Web cam networks are a hotbed of this.  A guy pops into my chat room, says he has a 10 inch dick, tries to butter me up with cliche "flattery", and demands a free show on account of his own sexiness.  When I politely refuse, he immediately types a barrage of insults about how I'm a fat ugly stupid whore, and lets me know he wouldn't even touch my diseased cunt if I paid him.  I adore these flowcharts - as soon as I reject him, his fragile ego gets bruised, and he makes a stink about how he's actually the one rejecting me.  (This is why I tell anyone considering web cam work to never, ever do free chat in hopes of getting a customer.  Free chat is pretty much entirely a bunch of semi-literate dudes trying to talk a free show out of you, and then insulting you for not giving them what they want.)  It's the men who refuse to buy my time that are most likely to act like they own me.
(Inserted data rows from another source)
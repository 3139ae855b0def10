use std::path::PathBuf;
use thiserror::Error;

use crate::claims::ClaimId;

/// Why a claim record was excluded from every computation.
///
/// Rejections are collected by the store and logged; they never abort a pass.
#[derive(Error, Debug, Clone, PartialEq)]
pub enum ClaimRejection {
    #[error("centre ({lat}, {lng}) is not a finite coordinate")]
    NonFiniteCenter { lat: f64, lng: f64 },
    #[error("centre ({lat}, {lng}) is outside lat [-90, 90] / lng [-180, 180]")]
    CenterOutOfRange { lat: f64, lng: f64 },
    #[error("radius {0:?} is not numeric")]
    NonNumericRadius(String),
    #[error("custom boundary point #{index} is not a valid coordinate")]
    InvalidBoundaryPoint { index: usize },
    #[error("custom boundary has {0} distinct points, at least 3 are required")]
    BoundaryTooSmall(usize),
    #[error("custom boundary encloses no area")]
    DegenerateBoundary,
    #[error("duplicate claim id {0}, keeping the first record")]
    DuplicateId(ClaimId),
    #[error("malformed claim record: {0}")]
    Malformed(String),
}

#[derive(Error, Debug)]
pub enum ConfigError {
    #[error("I/O error reading config '{path}': {source}")]
    Io {
        path: PathBuf,
        #[source]
        source: std::io::Error,
    },
    #[error("Failed to parse config '{path}': {source}")]
    Parse {
        path: PathBuf,
        #[source]
        source: ron::error::SpannedError,
    },
    #[error("circle_segments must be at least {min}, got {got}")]
    TooFewSegments { min: usize, got: usize },
    #[error("min_beacons must be at least {min}, got {got}")]
    TooFewBeacons { min: usize, got: usize },
    #[error("{field} must be a positive finite number, got {value}")]
    NotPositive { field: &'static str, value: f64 },
}

#[derive(Error, Debug)]
pub enum EngineError {
    #[error("claim payload is not valid JSON: {0}")]
    Json(#[from] serde_json::Error),
    #[error("claim payload must be a JSON array of claim records")]
    NotAnArray,
}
It's amazing how many emails I get from dudes who have the nerve to plainly state that they would never pay for porn, and wear it like a badge of honor, like a pick-up line, like it's something I'll praise them for.  These men seem totally unaware that I might find it insulting that they've virtually walked into my business and told me they're too good to buy my crummy wares, but want to know where the restroom is so they can do their laundry in my sink.  Or perhaps, these clueless men are assuming that I'll reply, "Oh cool, you're better than those icky guys who want to pay me to take my clothes off.  You want to get to know The Real Me without this money thing getting in our way.  Why don't you come over and let me suck your dick this weekend, seeing as how I now know you're not one of those creeps who buy porn."

Anti-sex work activists argue that it's malice against women that motivates a man to patronize sex workers or watch porn.  Why is paying for a service or product proof that someone pathologically hates the person they're buying it from?  Do the moralizers think that about any other occupations?  Do all paying customers intrinsically revile the workers who prepare their meals, teach their children, paint their houses, fly their airplanes, pick up their recycling bins, or fill their prescriptions?

The men who get my blood boiling are the ones who demand that it's their "right" to have women sexually entertain them for free, not the customers who appreciate my time and energy by compensating me for it.  Funny how the anti-sex feminists are so busy demonizing sexual commerce that they end up tacitly on the side of the real misogynists.

* My customers are almost invariably men.  And, since feminists/anti-sex activists exclusively take issue with heterosexual men who pay for women sexual entertainment, I write about men-as-consumers in this post.  No disrespect meant to the wonderful ladies and transfolk who buy porn and patronize sex workers!